== Provided records ==

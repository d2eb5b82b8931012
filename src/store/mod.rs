pub mod listener;

use std::time::Duration;

use async_trait::async_trait;
use sqlx::postgres::{PgPool, PgPoolOptions};
use thiserror::Error;
use uuid::Uuid;

use crate::model::{
	ApiKey, Domain, Message, MessageType, Suppression, SuppressionReason, Webhook,
	WebhookDelivery, normalize_address,
};

/// Channel fired by the after-insert trigger on `messages`.
pub const MESSAGE_QUEUED_CHANNEL: &str = "message_queued";
/// Channel fired by the after-insert trigger on `webhook_deliveries`.
pub const WEBHOOK_PENDING_CHANNEL: &str = "webhook_pending";

/// A delivery that failed less than this long ago is not handed out again.
pub const DELIVERY_RECLAIM_GUARD: Duration = Duration::from_secs(30);

const SCHEMA: &str = include_str!("schema.sql");

#[derive(Debug, Error)]
pub enum StoreError {
	#[error("duplicate key: {0}")]
	Duplicate(String),

	#[error("foreign key violation: {0}")]
	ForeignKey(String),

	#[error("database connection lost: {0}")]
	Connection(String),

	#[error("database error: {0}")]
	Unknown(String),
}

impl From<sqlx::Error> for StoreError {
	fn from(err: sqlx::Error) -> Self {
		match &err {
			sqlx::Error::Database(db) => match db.code().as_deref() {
				Some("23505") => StoreError::Duplicate(db.message().to_string()),
				Some("23503") => StoreError::ForeignKey(db.message().to_string()),
				_ => StoreError::Unknown(db.message().to_string()),
			},
			sqlx::Error::Io(_)
			| sqlx::Error::PoolTimedOut
			| sqlx::Error::PoolClosed
			| sqlx::Error::WorkerCrashed => StoreError::Connection(err.to_string()),
			_ => StoreError::Unknown(err.to_string()),
		}
	}
}

#[derive(Debug, Clone)]
pub struct NewMessage {
	pub api_key_id: Uuid,
	pub idempotency_key: Option<String>,
	pub kind: MessageType,
	pub from_address: String,
	pub to_address: String,
	pub subject: Option<String>,
	pub body: Option<String>,
	pub html_body: Option<String>,
	pub metadata: serde_json::Value,
}

#[derive(Debug, Clone)]
pub struct NewWebhook {
	pub api_key_id: Uuid,
	pub url: String,
	pub events: Vec<String>,
	pub secret: String,
}

/// The capability set the email worker and webhook dispatcher depend on.
/// `Store` is the production implementation; tests substitute their own.
#[async_trait]
pub trait MailStore: Send + Sync {
	async fn claim_next_message(&self) -> Result<Option<Message>, StoreError>;
	async fn mark_message_sent(&self, id: Uuid) -> Result<bool, StoreError>;
	async fn requeue_message(&self, id: Uuid, attempts: i32, reason: &str)
	-> Result<bool, StoreError>;
	async fn mark_message_failed(
		&self,
		id: Uuid,
		attempts: i32,
		reason: &str,
	) -> Result<bool, StoreError>;
	async fn mark_message_rejected(&self, id: Uuid, reason: &str) -> Result<bool, StoreError>;
	async fn release_stalled_messages(&self, older_than: Duration) -> Result<u64, StoreError>;

	async fn suppression(
		&self,
		api_key_id: Uuid,
		email: &str,
	) -> Result<Option<Suppression>, StoreError>;
	async fn upsert_suppression(
		&self,
		api_key_id: Uuid,
		email: &str,
		reason: SuppressionReason,
	) -> Result<Suppression, StoreError>;

	async fn sending_domain(
		&self,
		api_key_id: Uuid,
		domain: &str,
	) -> Result<Option<Domain>, StoreError>;

	async fn active_webhooks(&self, api_key_id: Uuid) -> Result<Vec<Webhook>, StoreError>;
	async fn webhook(&self, id: Uuid) -> Result<Option<Webhook>, StoreError>;
	async fn enqueue_webhook_delivery(
		&self,
		webhook_id: Uuid,
		message_id: Option<Uuid>,
		event: &str,
		payload: &serde_json::Value,
	) -> Result<WebhookDelivery, StoreError>;
	async fn claim_next_webhook_delivery(&self) -> Result<Option<WebhookDelivery>, StoreError>;
	async fn mark_delivery_delivered(&self, id: Uuid) -> Result<bool, StoreError>;
	async fn mark_delivery_failed(&self, id: Uuid) -> Result<bool, StoreError>;
}

#[derive(Clone)]
pub struct Store {
	pool: PgPool,
}

impl Store {
	pub async fn connect(database_url: &str, max_connections: u32) -> Result<Self, StoreError> {
		let pool = PgPoolOptions::new()
			.max_connections(max_connections)
			.connect(database_url)
			.await?;
		Ok(Self { pool })
	}

	pub fn pool(&self) -> &PgPool {
		&self.pool
	}

	/// Applies the bootstrap DDL. Every statement is `IF NOT EXISTS` or
	/// `CREATE OR REPLACE`, so this is safe to run on every start.
	pub async fn ensure_schema(&self) -> Result<(), StoreError> {
		sqlx::raw_sql(SCHEMA).execute(&self.pool).await?;
		Ok(())
	}

	pub async fn close(&self) {
		self.pool.close().await;
	}

	pub async fn api_key(&self, id: Uuid) -> Result<Option<ApiKey>, StoreError> {
		sqlx::query_as::<_, ApiKey>("SELECT * FROM api_keys WHERE id = $1")
			.bind(id)
			.fetch_optional(&self.pool)
			.await
			.map_err(Into::into)
	}

	pub async fn touch_api_key(&self, id: Uuid) -> Result<(), StoreError> {
		sqlx::query("UPDATE api_keys SET last_used_at = now() WHERE id = $1")
			.bind(id)
			.execute(&self.pool)
			.await?;
		Ok(())
	}

	/// Inserts a message in `queued`. With an idempotency key, a second
	/// insert for the same tenant returns the first row unchanged.
	pub async fn insert_message(&self, new: &NewMessage) -> Result<Message, StoreError> {
		let from_address = normalize_address(&new.from_address);
		let to_address = normalize_address(&new.to_address);

		if let Some(key) = new.idempotency_key.as_deref() {
			let inserted = sqlx::query_as::<_, Message>(
				"INSERT INTO messages \
					(api_key_id, idempotency_key, type, from_address, to_address, subject, body, html_body, metadata) \
				 VALUES ($1, $2, $3, $4, $5, $6, $7, $8, $9) \
				 ON CONFLICT (api_key_id, idempotency_key) WHERE idempotency_key IS NOT NULL \
					DO NOTHING \
				 RETURNING *",
			)
			.bind(new.api_key_id)
			.bind(key)
			.bind(new.kind)
			.bind(&from_address)
			.bind(&to_address)
			.bind(&new.subject)
			.bind(&new.body)
			.bind(&new.html_body)
			.bind(&new.metadata)
			.fetch_optional(&self.pool)
			.await?;

			if let Some(message) = inserted {
				return Ok(message);
			}
			return sqlx::query_as::<_, Message>(
				"SELECT * FROM messages WHERE api_key_id = $1 AND idempotency_key = $2",
			)
			.bind(new.api_key_id)
			.bind(key)
			.fetch_one(&self.pool)
			.await
			.map_err(Into::into);
		}

		sqlx::query_as::<_, Message>(
			"INSERT INTO messages \
				(api_key_id, type, from_address, to_address, subject, body, html_body, metadata) \
			 VALUES ($1, $2, $3, $4, $5, $6, $7, $8) \
			 RETURNING *",
		)
		.bind(new.api_key_id)
		.bind(new.kind)
		.bind(&from_address)
		.bind(&to_address)
		.bind(&new.subject)
		.bind(&new.body)
		.bind(&new.html_body)
		.bind(&new.metadata)
		.fetch_one(&self.pool)
		.await
		.map_err(Into::into)
	}

	pub async fn message(&self, id: Uuid) -> Result<Option<Message>, StoreError> {
		sqlx::query_as::<_, Message>("SELECT * FROM messages WHERE id = $1")
			.bind(id)
			.fetch_optional(&self.pool)
			.await
			.map_err(Into::into)
	}

	pub async fn create_domain(
		&self,
		api_key_id: Uuid,
		domain: &str,
		dkim_selector: Option<&str>,
		dkim_private_key: Option<&str>,
	) -> Result<Domain, StoreError> {
		sqlx::query_as::<_, Domain>(
			"INSERT INTO domains (api_key_id, domain, dkim_selector, dkim_private_key) \
			 VALUES ($1, lower($2), $3, $4) \
			 RETURNING *",
		)
		.bind(api_key_id)
		.bind(domain)
		.bind(dkim_selector)
		.bind(dkim_private_key)
		.fetch_one(&self.pool)
		.await
		.map_err(Into::into)
	}

	/// One-way transition; a second call is a no-op.
	pub async fn mark_domain_verified(&self, id: Uuid) -> Result<bool, StoreError> {
		let result = sqlx::query(
			"UPDATE domains SET verified = true, verified_at = now() \
			 WHERE id = $1 AND NOT verified",
		)
		.bind(id)
		.execute(&self.pool)
		.await?;
		Ok(result.rows_affected() > 0)
	}

	pub async fn delete_domain(&self, api_key_id: Uuid, domain: &str) -> Result<bool, StoreError> {
		let result =
			sqlx::query("DELETE FROM domains WHERE api_key_id = $1 AND domain = lower($2)")
				.bind(api_key_id)
				.bind(domain)
				.execute(&self.pool)
				.await?;
		Ok(result.rows_affected() > 0)
	}

	pub async fn delete_suppression(
		&self,
		api_key_id: Uuid,
		email: &str,
	) -> Result<bool, StoreError> {
		let result =
			sqlx::query("DELETE FROM suppressions WHERE api_key_id = $1 AND email = $2")
				.bind(api_key_id)
				.bind(normalize_address(email))
				.execute(&self.pool)
				.await?;
		Ok(result.rows_affected() > 0)
	}

	pub async fn create_webhook(&self, new: &NewWebhook) -> Result<Webhook, StoreError> {
		sqlx::query_as::<_, Webhook>(
			"INSERT INTO webhooks (api_key_id, url, events, secret) \
			 VALUES ($1, $2, $3, $4) \
			 RETURNING *",
		)
		.bind(new.api_key_id)
		.bind(&new.url)
		.bind(&new.events)
		.bind(&new.secret)
		.fetch_one(&self.pool)
		.await
		.map_err(Into::into)
	}

	pub async fn delete_webhook(&self, api_key_id: Uuid, id: Uuid) -> Result<bool, StoreError> {
		let result = sqlx::query("DELETE FROM webhooks WHERE id = $1 AND api_key_id = $2")
			.bind(id)
			.bind(api_key_id)
			.execute(&self.pool)
			.await?;
		Ok(result.rows_affected() > 0)
	}
}

#[async_trait]
impl MailStore for Store {
	/// Atomically claims the oldest queued message. `FOR UPDATE SKIP LOCKED`
	/// keeps concurrent claimants from ever colliding on a row.
	async fn claim_next_message(&self) -> Result<Option<Message>, StoreError> {
		sqlx::query_as::<_, Message>(
			"UPDATE messages SET status = 'processing', claimed_at = now() \
			 WHERE id = ( \
				SELECT id FROM messages \
				WHERE status = 'queued' \
				ORDER BY created_at ASC \
				FOR UPDATE SKIP LOCKED \
				LIMIT 1 \
			 ) \
			 RETURNING *",
		)
		.fetch_optional(&self.pool)
		.await
		.map_err(Into::into)
	}

	async fn mark_message_sent(&self, id: Uuid) -> Result<bool, StoreError> {
		let result = sqlx::query(
			"UPDATE messages SET status = 'sent', sent_at = now(), claimed_at = NULL \
			 WHERE id = $1 AND status = 'processing'",
		)
		.bind(id)
		.execute(&self.pool)
		.await?;
		Ok(result.rows_affected() > 0)
	}

	async fn requeue_message(
		&self,
		id: Uuid,
		attempts: i32,
		reason: &str,
	) -> Result<bool, StoreError> {
		let result = sqlx::query(
			"UPDATE messages \
			 SET status = 'queued', attempts = $2, failure_reason = $3, claimed_at = NULL \
			 WHERE id = $1 AND status = 'processing'",
		)
		.bind(id)
		.bind(attempts)
		.bind(reason)
		.execute(&self.pool)
		.await?;
		Ok(result.rows_affected() > 0)
	}

	async fn mark_message_failed(
		&self,
		id: Uuid,
		attempts: i32,
		reason: &str,
	) -> Result<bool, StoreError> {
		let result = sqlx::query(
			"UPDATE messages \
			 SET status = 'failed', attempts = $2, failure_reason = $3, \
				failed_at = now(), claimed_at = NULL \
			 WHERE id = $1 AND status = 'processing'",
		)
		.bind(id)
		.bind(attempts)
		.bind(reason)
		.execute(&self.pool)
		.await?;
		Ok(result.rows_affected() > 0)
	}

	async fn mark_message_rejected(&self, id: Uuid, reason: &str) -> Result<bool, StoreError> {
		let result = sqlx::query(
			"UPDATE messages \
			 SET status = 'rejected', failure_reason = $2, failed_at = now(), claimed_at = NULL \
			 WHERE id = $1 AND status = 'processing'",
		)
		.bind(id)
		.bind(reason)
		.execute(&self.pool)
		.await?;
		Ok(result.rows_affected() > 0)
	}

	/// Returns `processing` rows abandoned by a dead worker to `queued`.
	async fn release_stalled_messages(&self, older_than: Duration) -> Result<u64, StoreError> {
		let result = sqlx::query(
			"UPDATE messages SET status = 'queued', claimed_at = NULL \
			 WHERE status = 'processing' \
			   AND claimed_at < now() - make_interval(secs => $1)",
		)
		.bind(older_than.as_secs_f64())
		.execute(&self.pool)
		.await?;
		Ok(result.rows_affected())
	}

	async fn suppression(
		&self,
		api_key_id: Uuid,
		email: &str,
	) -> Result<Option<Suppression>, StoreError> {
		sqlx::query_as::<_, Suppression>(
			"SELECT * FROM suppressions WHERE api_key_id = $1 AND email = $2",
		)
		.bind(api_key_id)
		.bind(normalize_address(email))
		.fetch_optional(&self.pool)
		.await
		.map_err(Into::into)
	}

	async fn upsert_suppression(
		&self,
		api_key_id: Uuid,
		email: &str,
		reason: SuppressionReason,
	) -> Result<Suppression, StoreError> {
		sqlx::query_as::<_, Suppression>(
			"INSERT INTO suppressions (api_key_id, email, reason) \
			 VALUES ($1, $2, $3) \
			 ON CONFLICT (api_key_id, email) DO UPDATE SET reason = EXCLUDED.reason \
			 RETURNING *",
		)
		.bind(api_key_id)
		.bind(normalize_address(email))
		.bind(reason)
		.fetch_one(&self.pool)
		.await
		.map_err(Into::into)
	}

	async fn sending_domain(
		&self,
		api_key_id: Uuid,
		domain: &str,
	) -> Result<Option<Domain>, StoreError> {
		sqlx::query_as::<_, Domain>(
			"SELECT * FROM domains WHERE api_key_id = $1 AND domain = lower($2)",
		)
		.bind(api_key_id)
		.bind(domain)
		.fetch_optional(&self.pool)
		.await
		.map_err(Into::into)
	}

	async fn active_webhooks(&self, api_key_id: Uuid) -> Result<Vec<Webhook>, StoreError> {
		sqlx::query_as::<_, Webhook>(
			"SELECT * FROM webhooks WHERE api_key_id = $1 AND active",
		)
		.bind(api_key_id)
		.fetch_all(&self.pool)
		.await
		.map_err(Into::into)
	}

	async fn webhook(&self, id: Uuid) -> Result<Option<Webhook>, StoreError> {
		sqlx::query_as::<_, Webhook>("SELECT * FROM webhooks WHERE id = $1")
			.bind(id)
			.fetch_optional(&self.pool)
			.await
			.map_err(Into::into)
	}

	async fn enqueue_webhook_delivery(
		&self,
		webhook_id: Uuid,
		message_id: Option<Uuid>,
		event: &str,
		payload: &serde_json::Value,
	) -> Result<WebhookDelivery, StoreError> {
		sqlx::query_as::<_, WebhookDelivery>(
			"INSERT INTO webhook_deliveries (webhook_id, message_id, event, payload) \
			 VALUES ($1, $2, $3, $4) \
			 RETURNING *",
		)
		.bind(webhook_id)
		.bind(message_id)
		.bind(event)
		.bind(payload)
		.fetch_one(&self.pool)
		.await
		.map_err(Into::into)
	}

	/// Claims the oldest pending delivery outside the 30-second guard window.
	/// The claim itself advances `attempts` and `last_attempt_at`, so a
	/// dispatcher crash still leaves honest progress accounting.
	async fn claim_next_webhook_delivery(&self) -> Result<Option<WebhookDelivery>, StoreError> {
		sqlx::query_as::<_, WebhookDelivery>(
			"UPDATE webhook_deliveries \
			 SET attempts = attempts + 1, last_attempt_at = now() \
			 WHERE id = ( \
				SELECT id FROM webhook_deliveries \
				WHERE status = 'pending' \
				  AND (last_attempt_at IS NULL OR last_attempt_at < now() - interval '30 seconds') \
				ORDER BY created_at ASC \
				FOR UPDATE SKIP LOCKED \
				LIMIT 1 \
			 ) \
			 RETURNING *",
		)
		.fetch_optional(&self.pool)
		.await
		.map_err(Into::into)
	}

	async fn mark_delivery_delivered(&self, id: Uuid) -> Result<bool, StoreError> {
		let result = sqlx::query(
			"UPDATE webhook_deliveries SET status = 'delivered' \
			 WHERE id = $1 AND status = 'pending'",
		)
		.bind(id)
		.execute(&self.pool)
		.await?;
		Ok(result.rows_affected() > 0)
	}

	async fn mark_delivery_failed(&self, id: Uuid) -> Result<bool, StoreError> {
		let result = sqlx::query(
			"UPDATE webhook_deliveries SET status = 'failed' \
			 WHERE id = $1 AND status = 'pending'",
		)
		.bind(id)
		.execute(&self.pool)
		.await?;
		Ok(result.rows_affected() > 0)
	}
}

===

The problem: Throughout the material above, find each line with "subject" and return it.

Answer to this exercise:
	pub subject: Option<String>,
					(api_key_id, idempotency_key, type, from_address, to_address, subject, body, html_body, metadata) \
			.bind(&new.subject)
				(api_key_id, type, from_address, to_address, subject, body, html_body, metadata) \
		.bind(&new.subject)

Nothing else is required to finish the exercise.